The data:
//! Content viewer: turns the current selection into displayable HTML.
//!
//! Resolution order:
//! 1. No selection → welcome frame, no fetch.
//! 2. Selection carries inline content → use it, no fetch.
//! 3. Otherwise fetch the chapter record by id.
//! 4. Fetched record has content → use it.
//! 5. Fetched record has no content (or is gone) → "no content yet" frame.
//! 6. Fetch failed → error frame.
//!
//! Every selection bumps a generation counter. A fetch carries the generation
//! it was started under, and a completion whose ticket is no longer current is
//! dropped, so a slow fetch for an old selection can never overwrite a newer
//! one regardless of completion order.

use anyhow::Result;
use serde::{Deserialize, Serialize};

use super::models::{Chapter, ChapterRef};
use super::render;
use super::store::ContentStore;

#[derive(Debug, Clone, PartialEq, Serialize, Deserialize)]
#[serde(tag = "state", rename_all = "snake_case")]
pub enum ViewerFrame {
    Welcome,
    Loading { chapter_id: i64, title: String },
    Content { chapter_id: i64, html: String },
    NoContent { chapter_id: i64, title: String },
    LoadFailed { chapter_id: i64 },
}

impl ViewerFrame {
    pub fn chapter_id(&self) -> Option<i64> {
        match self {
            Self::Welcome => None,
            Self::Loading { chapter_id, .. }
            | Self::Content { chapter_id, .. }
            | Self::NoContent { chapter_id, .. }
            | Self::LoadFailed { chapter_id } => Some(*chapter_id),
        }
    }

    pub fn to_html(&self) -> String {
        match self {
            Self::Welcome => render::welcome_placeholder(),
            Self::Loading { .. } => render::loading_placeholder(),
            Self::Content { html, .. } => html.clone(),
            Self::NoContent { title, .. } => render::no_content_placeholder(title),
            Self::LoadFailed { .. } => render::load_failed_placeholder(),
        }
    }
}

/// A fetch started by [`ContentViewer::begin`], to be handed back to
/// [`ContentViewer::complete`] with its outcome.
#[derive(Debug, Clone, PartialEq)]
pub struct PendingFetch {
    pub ticket: u64,
    pub chapter: ChapterRef,
}

impl PendingFetch {
    pub async fn fetch<S: ContentStore + ?Sized>(&self, store: &S) -> Result<Option<Chapter>> {
        store.get_chapter(self.chapter.id).await
    }
}

#[derive(Debug)]
pub struct ContentViewer {
    generation: u64,
    frame: ViewerFrame,
}

impl Default for ContentViewer {
    fn default() -> Self {
        Self::new()
    }
}

impl ContentViewer {
    pub fn new() -> Self {
        Self {
            generation: 0,
            frame: ViewerFrame::Welcome,
        }
    }

    pub fn frame(&self) -> &ViewerFrame {
        &self.frame
    }

    pub fn generation(&self) -> u64 {
        self.generation
    }

    /// Start resolving a new selection. Steps 1 and 2 finish immediately;
    /// otherwise the viewer shows a loading frame and the caller must run the
    /// returned fetch and pass it to [`complete`](Self::complete).
    pub fn begin(&mut self, selection: Option<&ChapterRef>) -> Option<PendingFetch> {
        self.generation += 1;
        let Some(chapter) = selection else {
            self.frame = ViewerFrame::Welcome;
            return None;
        };
        if let Some(html) = chapter.inline_content() {
            self.frame = ViewerFrame::Content {
                chapter_id: chapter.id,
                html: html.to_string(),
            };
            return None;
        }
        self.frame = ViewerFrame::Loading {
            chapter_id: chapter.id,
            title: chapter.title.clone(),
        };
        Some(PendingFetch {
            ticket: self.generation,
            chapter: chapter.clone(),
        })
    }

    /// Apply a finished fetch. Returns false, leaving the frame untouched, when
    /// a newer selection has started since the fetch began.
    pub fn complete(&mut self, pending: PendingFetch, outcome: Result<Option<Chapter>>) -> bool {
        if pending.ticket != self.generation {
            tracing::debug!(
                chapter_id = pending.chapter.id,
                ticket = pending.ticket,
                current = self.generation,
                "discarding stale chapter fetch"
            );
            return false;
        }
        let chapter_id = pending.chapter.id;
        self.frame = match outcome {
            Ok(Some(chapter)) => match chapter.inline_content() {
                Some(html) => ViewerFrame::Content {
                    chapter_id,
                    html: html.to_string(),
                },
                None => ViewerFrame::NoContent {
                    chapter_id,
                    title: pending.chapter.title,
                },
            },
            Ok(None) => ViewerFrame::NoContent {
                chapter_id,
                title: pending.chapter.title,
            },
            Err(e) => {
                tracing::warn!(chapter_id, error = %e, "failed to fetch chapter");
                ViewerFrame::LoadFailed { chapter_id }
            }
        };
        true
    }

    /// Begin, fetch, and complete in one call, for callers that own the
    /// viewer exclusively for the duration.
    pub async fn resolve<S: ContentStore + ?Sized>(
        &mut self,
        store: &S,
        selection: Option<&ChapterRef>,
    ) -> &ViewerFrame {
        if let Some(pending) = self.begin(selection) {
            let outcome = pending.fetch(store).await;
            self.complete(pending, outcome);
        }
        &self.frame
    }
}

Try it: Copy out the records once more, exactly as they are written.

Answer for this exercise:
//! Content viewer: turns the current selection into displayable HTML.
//!
//! Resolution order:
//! 1. No selection → welcome frame, no fetch.
//! 2. Selection carries inline content → use it, no fetch.
//! 3. Otherwise fetch the chapter record by id.
//! 4. Fetched record has content → use it.
//! 5. Fetched record has no content (or is gone) → "no content yet" frame.
//! 6. Fetch failed → error frame.
//!
//! Every selection bumps a generation counter. A fetch carries the generation
//! it was started under, and a completion whose ticket is no longer current is
//! dropped, so a slow fetch for an old selection can never overwrite a newer
//! one regardless of completion order.

use anyhow::Result;
use serde::{Deserialize, Serialize};

use super::models::{Chapter, ChapterRef};
use super::render;
use super::store::ContentStore;

#[derive(Debug, Clone, PartialEq, Serialize, Deserialize)]
#[serde(tag = "state", rename_all = "snake_case")]
pub enum ViewerFrame {
    Welcome,
    Loading { chapter_id: i64, title: String },
    Content { chapter_id: i64, html: String },
    NoContent { chapter_id: i64, title: String },
    LoadFailed { chapter_id: i64 },
}

impl ViewerFrame {
    pub fn chapter_id(&self) -> Option<i64> {
        match self {
            Self::Welcome => None,
            Self::Loading { chapter_id, .. }
            | Self::Content { chapter_id, .. }
            | Self::NoContent { chapter_id, .. }
            | Self::LoadFailed { chapter_id } => Some(*chapter_id),
        }
    }

    pub fn to_html(&self) -> String {
        match self {
            Self::Welcome => render::welcome_placeholder(),
            Self::Loading { .. } => render::loading_placeholder(),
            Self::Content { html, .. } => html.clone(),
            Self::NoContent { title, .. } => render::no_content_placeholder(title),
            Self::LoadFailed { .. } => render::load_failed_placeholder(),
        }
    }
}

/// A fetch started by [`ContentViewer::begin`], to be handed back to
/// [`ContentViewer::complete`] with its outcome.
#[derive(Debug, Clone, PartialEq)]
pub struct PendingFetch {
    pub ticket: u64,
    pub chapter: ChapterRef,
}

impl PendingFetch {
    pub async fn fetch<S: ContentStore + ?Sized>(&self, store: &S) -> Result<Option<Chapter>> {
        store.get_chapter(self.chapter.id).await
    }
}

#[derive(Debug)]
pub struct ContentViewer {
    generation: u64,
    frame: ViewerFrame,
}

impl Default for ContentViewer {
    fn default() -> Self {
        Self::new()
    }
}

impl ContentViewer {
    pub fn new() -> Self {
        Self {
            generation: 0,
            frame: ViewerFrame::Welcome,
        }
    }

    pub fn frame(&self) -> &ViewerFrame {
        &self.frame
    }

    pub fn generation(&self) -> u64 {
        self.generation
    }

    /// Start resolving a new selection. Steps 1 and 2 finish immediately;
    /// otherwise the viewer shows a loading frame and the caller must run the
    /// returned fetch and pass it to [`complete`](Self::complete).
    pub fn begin(&mut self, selection: Option<&ChapterRef>) -> Option<PendingFetch> {
        self.generation += 1;
        let Some(chapter) = selection else {
            self.frame = ViewerFrame::Welcome;
            return None;
        };
        if let Some(html) = chapter.inline_content() {
            self.frame = ViewerFrame::Content {
                chapter_id: chapter.id,
                html: html.to_string(),
            };
            return None;
        }
        self.frame = ViewerFrame::Loading {
            chapter_id: chapter.id,
            title: chapter.title.clone(),
        };
        Some(PendingFetch {
            ticket: self.generation,
            chapter: chapter.clone(),
        })
    }

    /// Apply a finished fetch. Returns false, leaving the frame untouched, when
    /// a newer selection has started since the fetch began.
    pub fn complete(&mut self, pending: PendingFetch, outcome: Result<Option<Chapter>>) -> bool {
        if pending.ticket != self.generation {
            tracing::debug!(
                chapter_id = pending.chapter.id,
                ticket = pending.ticket,
                current = self.generation,
                "discarding stale chapter fetch"
            );
            return false;
        }
        let chapter_id = pending.chapter.id;
        self.frame = match outcome {
            Ok(Some(chapter)) => match chapter.inline_content() {
                Some(html) => ViewerFrame::Content {
                    chapter_id,
                    html: html.to_string(),
                },
                None => ViewerFrame::NoContent {
                    chapter_id,
                    title: pending.chapter.title,
                },
            },
            Ok(None) => ViewerFrame::NoContent {
                chapter_id,
                title: pending.chapter.title,
            },
            Err(e) => {
                tracing::warn!(chapter_id, error = %e, "failed to fetch chapter");
                ViewerFrame::LoadFailed { chapter_id }
            }
        };
        true
    }

    /// Begin, fetch, and complete in one call, for callers that own the
    /// viewer exclusively for the duration.
    pub async fn resolve<S: ContentStore + ?Sized>(
        &mut self,
        store: &S,
        selection: Option<&ChapterRef>,
    ) -> &ViewerFrame {
        if let Some(pending) = self.begin(selection) {
            let outcome = pending.fetch(store).await;
            self.complete(pending, outcome);
        }
        &self.frame
    }
}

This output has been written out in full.